## Source material
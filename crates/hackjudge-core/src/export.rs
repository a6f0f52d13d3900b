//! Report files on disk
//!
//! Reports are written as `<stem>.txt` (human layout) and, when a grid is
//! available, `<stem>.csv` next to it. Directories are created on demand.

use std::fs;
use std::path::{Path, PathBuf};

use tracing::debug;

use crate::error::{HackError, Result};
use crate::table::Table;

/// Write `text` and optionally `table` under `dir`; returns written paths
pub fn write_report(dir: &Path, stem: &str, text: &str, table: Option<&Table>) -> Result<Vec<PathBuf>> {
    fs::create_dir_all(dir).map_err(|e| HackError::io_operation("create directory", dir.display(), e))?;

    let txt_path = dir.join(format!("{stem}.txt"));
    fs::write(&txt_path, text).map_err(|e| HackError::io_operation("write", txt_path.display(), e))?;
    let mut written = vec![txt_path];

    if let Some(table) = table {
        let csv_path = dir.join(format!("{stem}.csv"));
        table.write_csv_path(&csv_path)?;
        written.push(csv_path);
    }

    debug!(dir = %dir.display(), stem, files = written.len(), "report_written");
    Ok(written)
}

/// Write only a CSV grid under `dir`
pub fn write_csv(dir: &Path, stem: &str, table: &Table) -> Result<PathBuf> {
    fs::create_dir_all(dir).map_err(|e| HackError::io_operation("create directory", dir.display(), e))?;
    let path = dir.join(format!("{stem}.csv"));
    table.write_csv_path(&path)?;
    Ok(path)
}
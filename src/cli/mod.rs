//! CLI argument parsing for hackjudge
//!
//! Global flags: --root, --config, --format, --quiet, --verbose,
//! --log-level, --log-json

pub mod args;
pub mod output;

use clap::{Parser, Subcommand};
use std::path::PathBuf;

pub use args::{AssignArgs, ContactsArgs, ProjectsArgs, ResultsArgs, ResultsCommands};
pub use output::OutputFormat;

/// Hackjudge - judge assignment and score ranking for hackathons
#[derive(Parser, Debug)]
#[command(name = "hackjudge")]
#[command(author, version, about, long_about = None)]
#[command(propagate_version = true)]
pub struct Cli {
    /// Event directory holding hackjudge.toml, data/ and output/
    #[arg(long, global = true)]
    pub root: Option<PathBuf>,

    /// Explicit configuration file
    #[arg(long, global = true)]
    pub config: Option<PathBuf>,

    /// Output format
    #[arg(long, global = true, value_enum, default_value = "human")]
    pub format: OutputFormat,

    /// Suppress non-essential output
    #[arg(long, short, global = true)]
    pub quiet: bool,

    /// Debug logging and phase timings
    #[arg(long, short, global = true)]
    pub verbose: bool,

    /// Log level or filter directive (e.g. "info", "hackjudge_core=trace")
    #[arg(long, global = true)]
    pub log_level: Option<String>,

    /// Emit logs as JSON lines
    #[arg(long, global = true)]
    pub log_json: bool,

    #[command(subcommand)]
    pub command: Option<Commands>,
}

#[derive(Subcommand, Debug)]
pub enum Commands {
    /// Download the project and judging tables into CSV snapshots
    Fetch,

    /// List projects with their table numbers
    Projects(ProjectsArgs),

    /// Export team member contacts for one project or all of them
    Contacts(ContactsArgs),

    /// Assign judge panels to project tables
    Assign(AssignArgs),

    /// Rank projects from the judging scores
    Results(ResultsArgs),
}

--

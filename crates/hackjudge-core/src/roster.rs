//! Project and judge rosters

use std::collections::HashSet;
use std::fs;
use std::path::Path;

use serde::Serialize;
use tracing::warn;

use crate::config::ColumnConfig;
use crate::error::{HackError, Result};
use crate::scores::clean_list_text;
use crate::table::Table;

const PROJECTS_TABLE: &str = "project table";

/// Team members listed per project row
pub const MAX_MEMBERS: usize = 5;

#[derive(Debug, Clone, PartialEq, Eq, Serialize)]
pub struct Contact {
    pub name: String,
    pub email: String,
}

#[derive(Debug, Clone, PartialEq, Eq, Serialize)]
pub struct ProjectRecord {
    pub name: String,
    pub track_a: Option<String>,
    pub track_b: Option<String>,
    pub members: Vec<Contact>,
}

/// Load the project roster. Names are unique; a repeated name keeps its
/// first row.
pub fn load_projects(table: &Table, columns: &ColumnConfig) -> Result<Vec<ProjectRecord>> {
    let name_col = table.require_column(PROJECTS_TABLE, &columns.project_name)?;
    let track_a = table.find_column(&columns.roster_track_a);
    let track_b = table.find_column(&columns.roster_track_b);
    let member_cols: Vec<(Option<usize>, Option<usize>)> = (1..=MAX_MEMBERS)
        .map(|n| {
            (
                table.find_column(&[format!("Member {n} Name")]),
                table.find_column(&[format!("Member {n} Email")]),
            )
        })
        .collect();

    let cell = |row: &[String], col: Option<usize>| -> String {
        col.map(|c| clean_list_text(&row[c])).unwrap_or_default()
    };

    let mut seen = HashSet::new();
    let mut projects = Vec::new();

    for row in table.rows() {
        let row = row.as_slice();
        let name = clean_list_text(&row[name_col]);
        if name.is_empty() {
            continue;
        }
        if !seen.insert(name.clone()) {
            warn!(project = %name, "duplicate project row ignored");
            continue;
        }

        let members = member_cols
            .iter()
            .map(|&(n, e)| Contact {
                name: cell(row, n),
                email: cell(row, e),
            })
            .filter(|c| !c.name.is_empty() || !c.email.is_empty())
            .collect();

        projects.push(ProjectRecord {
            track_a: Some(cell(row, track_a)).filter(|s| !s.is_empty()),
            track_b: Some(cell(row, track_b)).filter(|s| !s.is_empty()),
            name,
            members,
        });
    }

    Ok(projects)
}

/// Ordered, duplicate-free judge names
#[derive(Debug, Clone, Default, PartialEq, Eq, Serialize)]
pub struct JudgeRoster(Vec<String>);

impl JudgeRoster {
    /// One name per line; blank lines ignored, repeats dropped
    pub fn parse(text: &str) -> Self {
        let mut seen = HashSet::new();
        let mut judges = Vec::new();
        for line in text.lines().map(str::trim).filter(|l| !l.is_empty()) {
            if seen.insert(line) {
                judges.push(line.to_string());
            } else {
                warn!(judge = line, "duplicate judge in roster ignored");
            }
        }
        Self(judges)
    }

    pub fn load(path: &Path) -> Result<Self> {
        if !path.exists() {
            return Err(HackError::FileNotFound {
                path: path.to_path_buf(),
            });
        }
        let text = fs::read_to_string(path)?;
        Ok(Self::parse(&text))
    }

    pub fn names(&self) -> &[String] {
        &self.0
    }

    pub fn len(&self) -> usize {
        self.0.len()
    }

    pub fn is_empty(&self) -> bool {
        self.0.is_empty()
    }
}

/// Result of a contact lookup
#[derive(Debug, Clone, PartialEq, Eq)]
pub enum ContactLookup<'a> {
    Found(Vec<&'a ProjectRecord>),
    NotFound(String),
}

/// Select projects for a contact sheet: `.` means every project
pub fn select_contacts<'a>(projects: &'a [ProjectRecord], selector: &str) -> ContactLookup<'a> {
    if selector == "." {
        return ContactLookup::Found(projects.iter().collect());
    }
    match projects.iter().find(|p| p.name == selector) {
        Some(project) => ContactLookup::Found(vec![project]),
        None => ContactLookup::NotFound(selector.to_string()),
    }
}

---

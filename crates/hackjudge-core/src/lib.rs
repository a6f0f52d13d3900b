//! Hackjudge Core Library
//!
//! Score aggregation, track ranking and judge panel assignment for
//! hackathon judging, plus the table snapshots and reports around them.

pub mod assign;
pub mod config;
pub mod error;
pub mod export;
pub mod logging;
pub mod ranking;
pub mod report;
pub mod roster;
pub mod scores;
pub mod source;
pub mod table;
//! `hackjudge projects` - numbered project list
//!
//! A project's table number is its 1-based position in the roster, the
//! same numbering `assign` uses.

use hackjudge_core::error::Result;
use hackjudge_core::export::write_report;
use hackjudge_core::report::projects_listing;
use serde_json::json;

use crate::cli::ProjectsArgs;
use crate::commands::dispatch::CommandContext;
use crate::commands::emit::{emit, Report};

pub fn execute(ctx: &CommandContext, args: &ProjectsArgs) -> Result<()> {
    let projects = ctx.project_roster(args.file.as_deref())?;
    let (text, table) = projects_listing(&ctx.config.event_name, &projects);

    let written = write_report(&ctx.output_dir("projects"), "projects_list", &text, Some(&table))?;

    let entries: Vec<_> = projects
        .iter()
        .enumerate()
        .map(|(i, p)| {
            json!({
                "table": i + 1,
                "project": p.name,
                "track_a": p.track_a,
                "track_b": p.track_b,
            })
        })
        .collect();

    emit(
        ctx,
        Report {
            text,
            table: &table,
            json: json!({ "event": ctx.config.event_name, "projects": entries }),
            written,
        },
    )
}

## How to complete this task
The answer must be a single number: how many lines above contain "OutputFormat".

## Result of the exercise
2